**Your assignment:** Every line containing the word "registry" must be pulled from the records.

[Records drawn from a dataset]

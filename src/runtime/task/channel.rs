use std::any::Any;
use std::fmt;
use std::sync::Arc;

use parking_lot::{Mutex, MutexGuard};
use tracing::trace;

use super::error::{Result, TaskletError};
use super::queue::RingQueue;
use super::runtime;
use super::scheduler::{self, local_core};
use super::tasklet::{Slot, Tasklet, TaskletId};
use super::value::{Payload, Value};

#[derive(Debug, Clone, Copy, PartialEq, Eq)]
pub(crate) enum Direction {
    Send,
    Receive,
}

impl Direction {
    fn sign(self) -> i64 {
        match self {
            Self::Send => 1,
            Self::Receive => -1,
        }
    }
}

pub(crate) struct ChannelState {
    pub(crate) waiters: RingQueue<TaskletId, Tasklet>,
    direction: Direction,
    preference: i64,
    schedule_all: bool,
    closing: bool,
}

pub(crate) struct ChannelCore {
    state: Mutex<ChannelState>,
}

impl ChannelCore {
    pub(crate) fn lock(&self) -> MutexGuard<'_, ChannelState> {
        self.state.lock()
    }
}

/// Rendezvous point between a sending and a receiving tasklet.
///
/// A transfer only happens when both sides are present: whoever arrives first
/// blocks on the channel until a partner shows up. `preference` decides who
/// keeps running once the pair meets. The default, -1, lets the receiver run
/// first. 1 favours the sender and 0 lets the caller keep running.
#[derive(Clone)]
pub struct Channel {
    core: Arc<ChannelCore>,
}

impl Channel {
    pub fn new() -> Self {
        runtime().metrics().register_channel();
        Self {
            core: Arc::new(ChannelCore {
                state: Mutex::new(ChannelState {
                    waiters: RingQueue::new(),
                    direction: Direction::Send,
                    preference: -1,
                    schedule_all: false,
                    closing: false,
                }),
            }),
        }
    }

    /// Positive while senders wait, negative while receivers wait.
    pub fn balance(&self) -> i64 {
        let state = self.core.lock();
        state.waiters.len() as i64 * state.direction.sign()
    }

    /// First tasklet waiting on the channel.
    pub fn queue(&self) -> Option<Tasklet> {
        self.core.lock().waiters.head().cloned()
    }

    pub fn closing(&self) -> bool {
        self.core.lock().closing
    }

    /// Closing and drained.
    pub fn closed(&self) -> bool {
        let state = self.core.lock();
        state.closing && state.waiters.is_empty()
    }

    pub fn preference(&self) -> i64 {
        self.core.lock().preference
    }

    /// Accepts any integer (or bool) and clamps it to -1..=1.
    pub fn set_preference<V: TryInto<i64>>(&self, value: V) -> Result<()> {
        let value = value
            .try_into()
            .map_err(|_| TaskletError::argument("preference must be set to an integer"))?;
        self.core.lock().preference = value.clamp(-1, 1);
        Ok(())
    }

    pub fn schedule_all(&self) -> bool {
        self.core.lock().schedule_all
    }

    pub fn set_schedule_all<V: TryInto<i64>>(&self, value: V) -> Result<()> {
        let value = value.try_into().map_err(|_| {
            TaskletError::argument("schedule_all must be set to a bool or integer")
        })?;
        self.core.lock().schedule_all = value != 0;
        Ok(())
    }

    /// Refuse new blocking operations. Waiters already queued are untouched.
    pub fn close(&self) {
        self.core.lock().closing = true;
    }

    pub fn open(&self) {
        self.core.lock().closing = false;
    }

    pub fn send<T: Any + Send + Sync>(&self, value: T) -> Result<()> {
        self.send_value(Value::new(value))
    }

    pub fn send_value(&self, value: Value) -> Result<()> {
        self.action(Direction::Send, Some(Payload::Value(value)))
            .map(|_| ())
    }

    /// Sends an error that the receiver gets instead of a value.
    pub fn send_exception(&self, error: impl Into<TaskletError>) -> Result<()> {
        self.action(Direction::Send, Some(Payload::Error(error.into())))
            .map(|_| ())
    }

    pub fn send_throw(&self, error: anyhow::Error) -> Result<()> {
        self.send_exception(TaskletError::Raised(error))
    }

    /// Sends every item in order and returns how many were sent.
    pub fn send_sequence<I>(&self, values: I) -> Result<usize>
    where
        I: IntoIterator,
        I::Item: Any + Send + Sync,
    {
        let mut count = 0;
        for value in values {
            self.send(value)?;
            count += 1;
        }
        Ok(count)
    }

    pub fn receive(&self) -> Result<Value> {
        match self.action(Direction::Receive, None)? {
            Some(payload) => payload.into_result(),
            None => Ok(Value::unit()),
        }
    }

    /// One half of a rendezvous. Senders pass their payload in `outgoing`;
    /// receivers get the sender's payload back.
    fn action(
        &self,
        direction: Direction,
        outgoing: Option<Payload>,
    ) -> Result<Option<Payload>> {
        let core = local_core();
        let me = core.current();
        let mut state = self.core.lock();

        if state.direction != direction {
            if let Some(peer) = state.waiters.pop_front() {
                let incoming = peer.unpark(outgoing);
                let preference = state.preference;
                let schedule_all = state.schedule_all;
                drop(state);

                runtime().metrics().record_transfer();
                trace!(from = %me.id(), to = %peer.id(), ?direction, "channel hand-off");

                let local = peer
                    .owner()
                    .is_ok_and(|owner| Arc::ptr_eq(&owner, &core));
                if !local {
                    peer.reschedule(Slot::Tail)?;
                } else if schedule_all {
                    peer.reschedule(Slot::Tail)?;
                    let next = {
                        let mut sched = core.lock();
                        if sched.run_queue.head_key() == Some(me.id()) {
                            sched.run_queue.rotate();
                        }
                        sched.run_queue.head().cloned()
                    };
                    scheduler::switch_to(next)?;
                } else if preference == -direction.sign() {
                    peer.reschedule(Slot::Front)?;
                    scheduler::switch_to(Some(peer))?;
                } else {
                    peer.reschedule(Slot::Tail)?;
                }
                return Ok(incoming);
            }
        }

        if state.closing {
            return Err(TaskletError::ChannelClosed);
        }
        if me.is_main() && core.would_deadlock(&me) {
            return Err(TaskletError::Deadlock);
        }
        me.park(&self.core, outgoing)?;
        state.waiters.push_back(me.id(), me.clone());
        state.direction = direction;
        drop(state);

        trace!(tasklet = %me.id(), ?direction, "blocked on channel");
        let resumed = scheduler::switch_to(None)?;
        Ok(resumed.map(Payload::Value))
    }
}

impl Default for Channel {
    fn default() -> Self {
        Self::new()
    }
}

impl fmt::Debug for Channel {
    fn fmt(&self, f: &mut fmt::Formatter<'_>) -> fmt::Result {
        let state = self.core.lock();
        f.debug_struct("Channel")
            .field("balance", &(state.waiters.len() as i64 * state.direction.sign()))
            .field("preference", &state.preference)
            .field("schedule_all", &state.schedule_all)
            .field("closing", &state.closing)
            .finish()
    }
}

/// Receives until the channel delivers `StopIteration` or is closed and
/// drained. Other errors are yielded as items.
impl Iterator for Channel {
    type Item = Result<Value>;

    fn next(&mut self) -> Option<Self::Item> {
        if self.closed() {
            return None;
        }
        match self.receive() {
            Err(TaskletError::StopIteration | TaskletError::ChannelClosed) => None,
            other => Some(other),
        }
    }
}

==

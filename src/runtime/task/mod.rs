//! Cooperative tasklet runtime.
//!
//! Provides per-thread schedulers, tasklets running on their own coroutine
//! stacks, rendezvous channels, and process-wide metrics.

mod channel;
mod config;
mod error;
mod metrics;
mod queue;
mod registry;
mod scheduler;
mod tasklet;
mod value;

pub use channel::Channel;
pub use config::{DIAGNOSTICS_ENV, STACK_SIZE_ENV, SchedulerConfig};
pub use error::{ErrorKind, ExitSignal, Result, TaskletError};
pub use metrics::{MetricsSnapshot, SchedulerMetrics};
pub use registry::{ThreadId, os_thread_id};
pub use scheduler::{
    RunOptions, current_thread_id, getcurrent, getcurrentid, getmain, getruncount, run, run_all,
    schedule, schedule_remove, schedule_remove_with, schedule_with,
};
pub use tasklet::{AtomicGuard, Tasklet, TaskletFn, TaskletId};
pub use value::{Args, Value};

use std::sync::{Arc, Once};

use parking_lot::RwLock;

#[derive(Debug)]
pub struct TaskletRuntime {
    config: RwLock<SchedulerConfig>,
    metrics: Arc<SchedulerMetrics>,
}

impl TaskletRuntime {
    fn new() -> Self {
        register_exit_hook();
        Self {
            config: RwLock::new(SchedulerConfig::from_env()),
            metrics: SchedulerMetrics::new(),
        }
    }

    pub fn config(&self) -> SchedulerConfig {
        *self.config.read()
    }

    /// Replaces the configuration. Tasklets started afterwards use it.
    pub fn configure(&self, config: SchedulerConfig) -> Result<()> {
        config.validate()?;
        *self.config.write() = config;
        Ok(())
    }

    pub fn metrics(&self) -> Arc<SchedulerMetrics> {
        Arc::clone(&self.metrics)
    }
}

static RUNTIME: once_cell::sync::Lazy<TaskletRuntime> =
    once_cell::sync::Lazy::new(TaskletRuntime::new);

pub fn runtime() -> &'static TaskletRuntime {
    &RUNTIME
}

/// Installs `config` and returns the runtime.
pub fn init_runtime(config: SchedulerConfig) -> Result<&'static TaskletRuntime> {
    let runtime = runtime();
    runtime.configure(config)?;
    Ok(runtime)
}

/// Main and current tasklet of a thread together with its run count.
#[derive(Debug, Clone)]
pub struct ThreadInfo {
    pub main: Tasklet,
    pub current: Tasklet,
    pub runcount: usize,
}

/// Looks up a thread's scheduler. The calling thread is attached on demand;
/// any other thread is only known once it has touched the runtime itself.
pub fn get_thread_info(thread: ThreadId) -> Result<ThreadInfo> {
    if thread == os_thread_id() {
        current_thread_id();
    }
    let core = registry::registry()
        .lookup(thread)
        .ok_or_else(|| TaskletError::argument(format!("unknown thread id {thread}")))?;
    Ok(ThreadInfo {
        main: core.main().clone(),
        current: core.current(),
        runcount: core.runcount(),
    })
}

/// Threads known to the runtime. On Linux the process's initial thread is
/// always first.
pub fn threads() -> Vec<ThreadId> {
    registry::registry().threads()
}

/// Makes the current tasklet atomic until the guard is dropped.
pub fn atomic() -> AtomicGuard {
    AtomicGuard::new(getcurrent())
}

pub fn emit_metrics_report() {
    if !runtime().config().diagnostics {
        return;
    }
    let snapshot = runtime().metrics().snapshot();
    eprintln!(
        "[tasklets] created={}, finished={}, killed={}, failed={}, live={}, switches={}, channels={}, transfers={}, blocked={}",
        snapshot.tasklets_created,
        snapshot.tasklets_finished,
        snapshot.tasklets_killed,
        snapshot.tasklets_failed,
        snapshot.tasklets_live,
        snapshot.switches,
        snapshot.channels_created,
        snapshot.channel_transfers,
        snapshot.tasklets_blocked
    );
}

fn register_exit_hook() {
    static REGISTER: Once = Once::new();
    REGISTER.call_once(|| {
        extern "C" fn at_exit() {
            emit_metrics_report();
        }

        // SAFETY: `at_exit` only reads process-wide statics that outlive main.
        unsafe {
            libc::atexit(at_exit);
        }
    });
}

**Expected output:**
mod registry;
pub use registry::{ThreadId, os_thread_id};
    let core = registry::registry()
    registry::registry().threads()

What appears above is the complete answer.